The other main source of non-gravitational effects comes from the pressure of solar radiation on the spacecraft, and from the craft’s efforts to compensate for that pressure. Radiation pressure is exerted mainly on the craft’s solar panels, on account of their large area. Unlike the Mars Global Surveyor, which had solar panels on either side of the spacecraft, the Mars Climate Orbiter had all of its panels on one side of the craft. Because of this asymmetrical design, the main effect of solar radiation was a tendency to spin the spacecraft around on its axis. Such a spin was undesirable because it reduced the amount of sunlight received by the panels. To counteract this effect, a set of small reaction wheels resembling the metal discs in gyroscope toys were automatically spun up by electric motors. These spinning reaction wheels generated an equal and opposite rotational force, so no actual rotation of the spacecraft occurred and it maintained a constant orientation to the sun.

Of course, the reaction wheels could only be spun up to a certain limiting speed, which was about 3,000 rpm. Because of the spacecraft’s asymmetrical design, it took less than 24 hours of flight for the reaction wheels to reach this limit. Then their accumulated angular momentum had to be ‘dumped’. This was done by slowing the wheels, while at the same time compensating for the effect of the slowing by firing some of the thrusters. In this way the reaction wheels could be brought back to a stop while keeping the spacecraft’s attitude constant. Then the cycle began again. These dumps were formally named ‘Angular Momentum Desaturation’ events, or AMDs, and they occurred about 10 times a week during the trip to Mars.

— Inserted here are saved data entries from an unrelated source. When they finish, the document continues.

//! A headless list projection engine.
//!
//! For host-side utilities (owned collections, delta presenters), see the `repeater-adapter`
//! crate.
//!
//! This crate maintains a derived view over a caller-owned collection: filtered, stably sorted,
//! and materialized in chunks. Every re-derivation is reported as an ordered patch of
//! insert/remove/move operations over stable instance ids, so a presentation layer can update
//! incrementally instead of rebuilding.
//!
//! It is UI-agnostic. A host is expected to provide:
//! - the source items (as a slice) and a description of each mutation
//! - a periodic tick (e.g. a frame callback) for scheduled renders and chunked stamping
//! - something that consumes [`Delta`]s
#![cfg_attr(not(feature = "std"), no_std)]
#![forbid(unsafe_code)]

extern crate alloc;

#[cfg(test)]
extern crate std;

#[macro_use]
mod macros;

mod delta;
mod error;
mod gate;
mod key;
mod options;
mod pacer;
mod path;
mod repeater;
mod selection;
mod sort;
mod strategy;
mod types;


pub use error::{Error, Result, Stage, StrategyError};
pub use gate::{Gate, GateAction, GateState};
pub use key::ItemKey;
pub use options::{KeyOf, OnDeltaCallback, RepeaterOptions, RequestTick};
pub use pacer::ChunkPacer;
pub use path::FieldPath;
pub use repeater::Repeater;
pub use selection::{Selection, SelectionMode};
pub use strategy::{Comparator, Filter};
pub use types::{Change, Delta, DeltaOp, InstanceId, RenderBudget};
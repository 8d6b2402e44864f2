use alloc::string::String;
use core::fmt;

/// Which strategy failed during a render.
#[derive(Clone, Copy, Debug, PartialEq, Eq)]
pub enum Stage {
    Filter,
    Sort,
}

impl fmt::Display for Stage {
    fn fmt(&self, f: &mut fmt::Formatter<'_>) -> fmt::Result {
        match self {
            Self::Filter => f.write_str("filter"),
            Self::Sort => f.write_str("sort"),
        }
    }
}

/// Error returned by a fallible [`crate::Filter`] or [`crate::Comparator`].
#[derive(Clone, Debug, PartialEq, Eq, thiserror::Error)]
#[error("{message}")]
pub struct StrategyError {
    pub message: String,
}

impl StrategyError {
    pub fn new(message: impl Into<String>) -> Self {
        Self {
            message: message.into(),
        }
    }
}

#[derive(Clone, Debug, PartialEq, Eq, thiserror::Error)]
pub enum Error {
    /// A change descriptor does not fit the collection the engine is tracking.
    #[error("{op}: index {index} is out of bounds for {len} items")]
    InvalidState {
        op: &'static str,
        index: usize,
        len: usize,
    },
    /// The render was abandoned; the previous view is untouched.
    #[error("{stage} failed at source index {index}: {source}")]
    ProjectionFailure {
        stage: Stage,
        index: usize,
        source: StrategyError,
    },
    #[error("scheduler unavailable")]
    SchedulerUnavailable,
}

pub type Result<T, E = Error> = core::result::Result<T, E>;
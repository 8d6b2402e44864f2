use alloc::vec::Vec;

use repeater::{Delta, DeltaOp, InstanceId};

/// Something that mirrors the view: a widget list, a DOM container, a render tree.
///
/// Indexes follow the sequential semantics of [`Delta::ops`].
pub trait Presenter {
    fn insert(&mut self, index: usize, id: InstanceId);
    fn remove(&mut self, index: usize, id: InstanceId);
    /// `to` is the index after the element was taken out at `from`.
    fn move_item(&mut self, from: usize, to: usize, id: InstanceId);
    /// The instance's content should be materialized now.
    fn stamp(&mut self, _id: InstanceId) {}
}

/// Applies `delta` to `presenter`: ops first, in order, then stamps.
pub fn apply_delta(delta: &Delta, presenter: &mut impl Presenter) {
    for op in &delta.ops {
        match *op {
            DeltaOp::Remove { index, id } => presenter.remove(index, id),
            DeltaOp::Move { from, to, id } => presenter.move_item(from, to, id),
            DeltaOp::Insert { index, id } => presenter.insert(index, id),
        }
    }
    for &id in &delta.stamped {
        presenter.stamp(id);
    }
}

/// A plain mirror of the view.
impl Presenter for Vec<InstanceId> {
    fn insert(&mut self, index: usize, id: InstanceId) {
        Vec::insert(self, index, id);
    }

    fn remove(&mut self, index: usize, id: InstanceId) {
        let removed = Vec::remove(self, index);
        debug_assert_eq!(removed, id, "Presenter: mirror out of sync");
    }

    fn move_item(&mut self, from: usize, to: usize, id: InstanceId) {
        let moved = Vec::remove(self, from);
        debug_assert_eq!(moved, id, "Presenter: mirror out of sync");
        Vec::insert(self, to, moved);
    }
}
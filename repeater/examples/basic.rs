// Example: filter + sort a caller-owned list and print the patch for each render.
use repeater::{Change, Comparator, Filter, Repeater, RepeaterOptions};

#[derive(Debug)]
struct Employee {
    id: u32,
    name: &'static str,
    kind: &'static str,
}

fn main() {
    let mut staff = vec![
        Employee { id: 1, name: "Rosa", kind: "engineer" },
        Employee { id: 2, name: "Adam", kind: "manager" },
        Employee { id: 3, name: "Mina", kind: "engineer" },
    ];

    let mut r = Repeater::with_source(
        RepeaterOptions::new_with_key(|e: &Employee| e.id)
            .with_filter(Some(Filter::new(|e: &Employee| e.kind == "engineer")))
            .with_sort(Some(Comparator::by_key(|e: &Employee| e.name)))
            .with_observe("kind"),
        &staff,
    );
    println!("first render: {:?}", r.render(&staff).unwrap().ops);

    staff[1].kind = "engineer";
    r.notify_change(Change::PathMutated { index: 1, path: "kind" }).unwrap();
    println!("after promotion: {:?}", r.render(&staff).unwrap().ops);

    let mut names = Vec::new();
    r.for_each_view_item(&staff, |_, _, e| names.push(e.name));
    println!("view: {names:?}");
}
// Example: chunked materialization driven by a simulated 60 Hz frame clock.
use repeater::{Repeater, RepeaterOptions};

fn main() {
    let items: Vec<u32> = (0..1_000).collect();
    let mut r = Repeater::with_source(
        RepeaterOptions::<u32, u32>::by_value()
            .with_initial_count(50)
            .with_target_framerate(60),
        &items,
    );

    let first = r.render(&items).unwrap();
    println!("render: view={} stamped={}", r.view().len(), first.stamped.len());

    let mut now_ms = 0;
    while r.needs_tick() {
        now_ms += 16;
        let delta = r.tick(&items, now_ms).unwrap();
        println!(
            "tick @{now_ms}ms: stamped={} chunk={} pending={}",
            delta.stamped.len(),
            r.chunk_size(),
            r.pending_count()
        );
    }
}
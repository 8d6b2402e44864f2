use alloc::vec::Vec;

use crate::ItemKey;

#[derive(Clone, Copy, Debug, Default, PartialEq, Eq)]
#[cfg_attr(feature = "serde", derive(serde::Serialize, serde::Deserialize))]
pub enum SelectionMode {
    /// At most one selected item; selecting another replaces it.
    #[default]
    Single,
    Multi,
}

/// Tracks selected items by identity key.
///
/// Selection order is preserved: `selected()` yields keys in the order they were selected.
#[derive(Clone, Debug)]
pub struct Selection<K> {
    mode: SelectionMode,
    toggle: bool,
    selected: Vec<K>,
}

impl<K> Default for Selection<K> {
    fn default() -> Self {
        Self {
            mode: SelectionMode::Single,
            toggle: false,
            selected: Vec::new(),
        }
    }
}

impl<K: ItemKey> Selection<K> {
    pub fn new(mode: SelectionMode) -> Self {
        Self {
            mode,
            toggle: false,
            selected: Vec::new(),
        }
    }

    pub fn with_toggle(mut self, toggle: bool) -> Self {
        self.toggle = toggle;
        self
    }

    pub fn mode(&self) -> SelectionMode {
        self.mode
    }

    /// Switching to single mode keeps only the most recently selected key.
    pub fn set_mode(&mut self, mode: SelectionMode) {
        self.mode = mode;
        if mode == SelectionMode::Single && self.selected.len() > 1 {
            let last = self.selected.len() - 1;
            self.selected.drain(..last);
        }
    }

    pub fn toggle(&self) -> bool {
        self.toggle
    }

    pub fn set_toggle(&mut self, toggle: bool) {
        self.toggle = toggle;
    }

    /// Selects `key`. In toggle mode, selecting an already selected key deselects it.
    ///
    /// Returns `true` when membership changed.
    pub fn select(&mut self, key: K) -> bool {
        if self.is_selected(&key) {
            if self.toggle {
                return self.deselect(&key);
            }
            return false;
        }
        if self.mode == SelectionMode::Single {
            self.selected.clear();
        }
        self.selected.push(key);
        true
    }

    pub fn deselect(&mut self, key: &K) -> bool {
        let before = self.selected.len();
        self.selected.retain(|k| k != key);
        self.selected.len() != before
    }

    pub fn clear(&mut self) {
        self.selected.clear();
    }

    pub fn is_selected(&self, key: &K) -> bool {
        self.selected.iter().any(|k| k == key)
    }

    pub fn selected(&self) -> &[K] {
        &self.selected
    }

    /// The selected key in single mode.
    pub fn selected_item(&self) -> Option<&K> {
        match self.mode {
            SelectionMode::Single => self.selected.first(),
            SelectionMode::Multi => None,
        }
    }

    pub fn len(&self) -> usize {
        self.selected.len()
    }

    pub fn is_empty(&self) -> bool {
        self.selected.is_empty()
    }
}
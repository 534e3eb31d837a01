// =====================================================================================
// ALERT PIPELINE
// =====================================================================================
// Candidate → threshold → dedup → priority/confidence → opportunity → global cap →
// notification. Each candidate is handled in isolation; one bad candidate never
// aborts the batch.
// =====================================================================================

use std::collections::{HashMap, VecDeque};
use std::sync::{Arc, Mutex};
use std::time::Duration;

use chrono::{DateTime, Utc};
use futures::future::join_all;
use serde_json::json;
use tokio::sync::RwLock;
use tokio::time::Instant;
use tracing::{debug, error, info, instrument, warn};

use resilience_cell::{CircuitBreaker, CircuitBreakerFactory, CircuitBreakerOptions};
use shared_config::AlertConfig;
use shared_database::{KeyValueStore, PersistentStore};
use shared_models::{Alert, AlertPriority, AlertType, ScoringWeights, ShiftCandidate, TuningParameters};

use crate::collaborators::{MarketDataSource, MetricsSink, NotificationSender};
use crate::error::MonitoringError;
use crate::models::{AlertPreferences, PipelineReport};
use crate::services::accuracy::AccuracyHistory;
use crate::services::event_bus::EventBus;
use crate::services::metrics::names;
use crate::services::throttle::AdaptiveThrottleController;
use crate::services::tuning::ParameterStore;

const RATE_WINDOW: Duration = Duration::from_secs(60);
const RECIPIENT_WINDOW: Duration = Duration::from_secs(3600);
const NOTIFY_TIMEOUT: Duration = Duration::from_secs(10);
const ARCHIVE_TIMEOUT: Duration = Duration::from_secs(10);
const SHARED_STORE_TIMEOUT: Duration = Duration::from_secs(2);
const SHARED_STORE_MIN_VOLUME: u32 = 5;
const NEUTRAL_ACCURACY: f64 = 0.5;

/// `|current_correlation|` strictly above the league threshold (or the default).
pub fn passes_threshold(candidate: &ShiftCandidate, parameters: &TuningParameters) -> bool {
    candidate.magnitude() > parameters.threshold_for(candidate.league.as_deref())
}

/// Weighted confidence in `[0, 100]` from correlation magnitude, sample-size
/// adequacy and the league's historical accuracy.
pub fn confidence_score(
    candidate: &ShiftCandidate,
    weights: &ScoringWeights,
    adequate_sample_size: u32,
    league_accuracy: Option<f64>,
) -> f64 {
    let weights = weights.normalized();
    let sample = candidate
        .sample_size
        .map_or(0.0, |n| (f64::from(n) / f64::from(adequate_sample_size.max(1))).min(1.0));
    let accuracy = league_accuracy.unwrap_or(NEUTRAL_ACCURACY).clamp(0.0, 1.0);

    let score = weights.correlation * candidate.magnitude() + weights.sample_size * sample + weights.accuracy * accuracy;
    (score * 100.0).clamp(0.0, 100.0)
}

/// Global per-minute cap scaled by the throttle's admission rate, never below one.
pub fn scaled_cap(max_per_minute: u32, admission_rate: f64) -> u32 {
    ((f64::from(max_per_minute) * admission_rate.clamp(0.0, 1.0)).floor() as u32).max(1)
}

#[derive(Debug, Clone)]
pub struct OpportunityAssessor {
    min_confidence: f64,
    max_age: Duration,
    market_trust: f64,
}

impl OpportunityAssessor {
    pub fn from_config(config: &AlertConfig) -> Self {
        Self {
            min_confidence: config.opportunity_min_confidence,
            max_age: config.opportunity_max_age(),
            market_trust: config.market_trust.clamp(0.0, 1.0),
        }
    }

    /// Heuristic confidence, blended with the market edge when one is known.
    pub fn score(&self, confidence: f64, market_edge: Option<f64>) -> f64 {
        match market_edge {
            Some(edge) => {
                (1.0 - self.market_trust) * confidence + self.market_trust * edge.clamp(0.0, 1.0) * 100.0
            }
            None => confidence,
        }
    }

    pub fn is_opportunity(&self, score: f64, detected_at: DateTime<Utc>, now: DateTime<Utc>) -> bool {
        let age = (now - detected_at).to_std().unwrap_or(Duration::ZERO);
        score >= self.min_confidence && age <= self.max_age
    }
}

struct RateWindow {
    started: Instant,
    count: u32,
}

struct Subscription {
    preferences: AlertPreferences,
    recent: VecDeque<Instant>,
}

impl Subscription {
    fn prune(&mut self, now: Instant) {
        while let Some(at) = self.recent.front() {
            if now.duration_since(*at) >= RECIPIENT_WINDOW {
                self.recent.pop_front();
            } else {
                break;
            }
        }
    }

    fn try_record(&mut self, now: Instant, cap: u32) -> bool {
        self.prune(now);
        if self.recent.len() >= cap as usize {
            return false;
        }
        self.recent.push_back(now);
        true
    }
}

pub struct AlertPipeline {
    config: AlertConfig,
    assessor: OpportunityAssessor,
    parameters: Arc<ParameterStore>,
    history: Arc<AccuracyHistory>,
    throttle: Arc<AdaptiveThrottleController>,
    breakers: Arc<CircuitBreakerFactory>,
    bus: Arc<EventBus>,
    metrics: Arc<dyn MetricsSink>,
    store: Option<Arc<dyn KeyValueStore>>,
    persistent: Option<Arc<dyn PersistentStore>>,
    notifiers: Vec<Arc<dyn NotificationSender>>,
    market: Option<Arc<dyn MarketDataSource>>,
    dedup: tokio::sync::Mutex<HashMap<String, Instant>>,
    rate_window: Mutex<RateWindow>,
    subscribers: RwLock<HashMap<String, Subscription>>,
}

If these thruster firings had only affected the spacecraft’s rotation, they would not have disturbed its trajectory through space and would, therefore, have been irrelevant from a navigational standpoint. Unfortunately, design considerations led to the positioning of the thrusters in such a way that the AMD would also kick the spacecraft sideways by a small amount, and the frequent repetition of these events over the course of the flight would cause the spacecraft to deviate by a significant degree from its planned trajectory – enough to prevent the craft from entering the Mars orbit correctly.

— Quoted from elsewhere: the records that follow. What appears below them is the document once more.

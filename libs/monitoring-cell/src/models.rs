// =====================================================================================
// MONITORING CELL MODELS
// =====================================================================================

use std::collections::BTreeMap;

use chrono::{DateTime, Utc};
use serde::{Deserialize, Serialize};

use resilience_cell::BreakerStats;
use shared_models::{Alert, AlertPriority, AlertType, HealthState, ValidationError};

#[derive(Debug, Clone, Default, Serialize, Deserialize)]
pub struct HistogramSummary {
    pub count: u64,
    pub mean: f64,
    pub p95: f64,
    pub max: f64,
}

#[derive(Debug, Clone, Default, Serialize, Deserialize)]
pub struct MetricsSnapshot {
    pub counters: BTreeMap<String, u64>,
    pub gauges: BTreeMap<String, f64>,
    pub histograms: BTreeMap<String, HistogramSummary>,
    pub uptime_seconds: u64,
}

impl MetricsSnapshot {
    pub fn counter(&self, name: &str) -> u64 {
        self.counters.get(name).copied().unwrap_or(0)
    }

    pub fn gauge(&self, name: &str) -> Option<f64> {
        self.gauges.get(name).copied()
    }
}

/// Per-subscriber alert filter.
#[derive(Debug, Clone, PartialEq, Serialize, Deserialize)]
pub struct AlertPreferences {
    pub min_priority: AlertPriority,
    /// Empty means every league.
    #[serde(default)]
    pub leagues: Vec<String>,
    #[serde(default)]
    pub opportunities_only: bool,
    #[serde(default = "default_include_system")]
    pub include_system: bool,
    #[serde(default)]
    pub max_alerts_per_hour: Option<u32>,
}

fn default_include_system() -> bool {
    true
}

impl Default for AlertPreferences {
    fn default() -> Self {
        Self {
            min_priority: AlertPriority::Low,
            leagues: Vec::new(),
            opportunities_only: false,
            include_system: true,
            max_alerts_per_hour: None,
        }
    }
}

impl AlertPreferences {
    pub fn validate(&self) -> Result<(), ValidationError> {
        if self.leagues.iter().any(|league| league.trim().is_empty()) {
            return Err(ValidationError::InvalidPreferences("league names must not be blank".to_string()));
        }
        if self.max_alerts_per_hour == Some(0) {
            return Err(ValidationError::InvalidPreferences(
                "max_alerts_per_hour must be at least 1".to_string(),
            ));
        }
        Ok(())
    }

    pub fn accepts(&self, alert: &Alert) -> bool {
        if alert.alert_type == AlertType::System {
            return self.include_system;
        }
        if alert.priority < self.min_priority {
            return false;
        }
        if self.opportunities_only && alert.alert_type != AlertType::Opportunity {
            return false;
        }
        if self.leagues.is_empty() {
            return true;
        }
        alert
            .league()
            .is_some_and(|league| self.leagues.iter().any(|wanted| wanted.eq_ignore_ascii_case(league)))
    }
}

#[derive(Debug, Clone, Copy, PartialEq, Eq, Serialize, Deserialize)]
#[serde(rename_all = "snake_case")]
pub enum ThrottleTier {
    Normal,
    Light,
    Moderate,
    Heavy,
    Severe,
}

#[derive(Debug, Clone, Serialize, Deserialize)]
pub struct ThrottleState {
    pub load_score: f64,
    pub admission_rate: f64,
    pub tier: ThrottleTier,
    pub updated_at: DateTime<Utc>,
}

impl Default for ThrottleState {
    fn default() -> Self {
        Self {
            load_score: 0.0,
            admission_rate: 1.0,
            tier: ThrottleTier::Normal,
            updated_at: Utc::now(),
        }
    }
}

/// Outcome counts for one batch of candidates.
#[derive(Debug, Clone, Default, Serialize)]
pub struct PipelineReport {
    pub received: usize,
    pub invalid: usize,
    pub below_threshold: usize,
    pub duplicates: usize,
    pub throttled: usize,
    pub failed: usize,
    pub notifications_sent: usize,
    pub notification_failures: usize,
    pub alerts: Vec<Alert>,
}

impl PipelineReport {
    pub fn emitted(&self) -> usize {
        self.alerts.len()
    }
}

#[derive(Debug, Clone, Serialize, Deserialize, PartialEq)]
pub struct ShadowComparison {
    pub matches: usize,
    pub differences: usize,
    pub match_rate: f64,
}

#[derive(Debug, Clone, Default, Serialize, Deserialize)]
pub struct ShadowStats {
    pub runs: u64,
    pub window_runs: usize,
    pub total_comparisons: u64,
    pub rolling_match_rate: f64,
    pub last: Option<ShadowComparison>,
}

#[derive(Debug, Clone, Copy, PartialEq, Eq, Serialize, Deserialize)]
#[serde(rename_all = "snake_case")]
pub enum HealthEventKind {
    Degraded,
    Critical,
    Recovered,
}

#[derive(Debug, Clone, Serialize, Deserialize)]
pub struct HealthEvent {
    pub kind: HealthEventKind,
    pub previous: HealthState,
    pub current: HealthState,
    /// Components reporting worse than healthy.
    pub components: Vec<String>,
    pub at: DateTime<Utc>,
}

#[derive(Debug, Clone, Serialize)]
pub struct CycleReport {
    pub started_at: DateTime<Utc>,
    pub duration_ms: u64,
    pub candidates: usize,
    pub coordinated: bool,
    pub parameters_version: u64,
    pub shadow: Option<ShadowComparison>,
    pub pipeline: PipelineReport,
}

#[derive(Debug, Clone, Default, Serialize)]
pub struct SchedulerStats {
    pub running: bool,
    pub active_jobs: usize,
    pub cycles_completed: u64,
    pub cycles_failed: u64,
    pub ticks_throttled: u64,
    pub ticks_contended: u64,
    pub average_cycle_ms: f64,
    pub last_cycle_at: Option<DateTime<Utc>>,
}

impl SchedulerStats {
    pub fn error_rate(&self) -> f64 {
        let total = self.cycles_completed + self.cycles_failed;
        if total == 0 {
            0.0
        } else {
            self.cycles_failed as f64 / total as f64
        }
    }
}

/// Everything `MonitoringCore::get_metrics` reports.
#[derive(Debug, Clone, Serialize)]
pub struct CoreMetrics {
    pub metrics: MetricsSnapshot,
    pub scheduler: SchedulerStats,
    pub throttle: ThrottleState,
    pub shadow: ShadowStats,
    pub breakers: Vec<BreakerStats>,
    pub parameters_version: u64,
    pub degraded_mode: bool,
}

The Lockheed engineers knew about this issue. They also knew that it would be difficult to measure the effect of the AMDs on the spacecraft’s trajectory at the time the AMDs occurred. This was because only limited information would be available about the spacecraft’s position, speed and direction of travel during the flight. In general, it is possible accurately to measure a spacecraft’s distance from Earth (based on the time for a radio signal to travel from Earth to the spacecraft and back) and its speed along the line of sight from Earth (based on Doppler changes in a fixed-frequency signal emitted by the spacecraft). However, it is not possible directly to measure its position or speed in the two dimensions that are perpendicular to the line of sight. These other variables can eventually be determined by making repeated measurements of the spacecraft’s range and line-of-sight velocity as it follows its elliptical trajectory, but these determinations are slow and subject to various forms of error. Unfortunately, the effects of the AMD events were exerted largely in the difficult-to-observe dimensions perpendicular to the line of sight from Earth.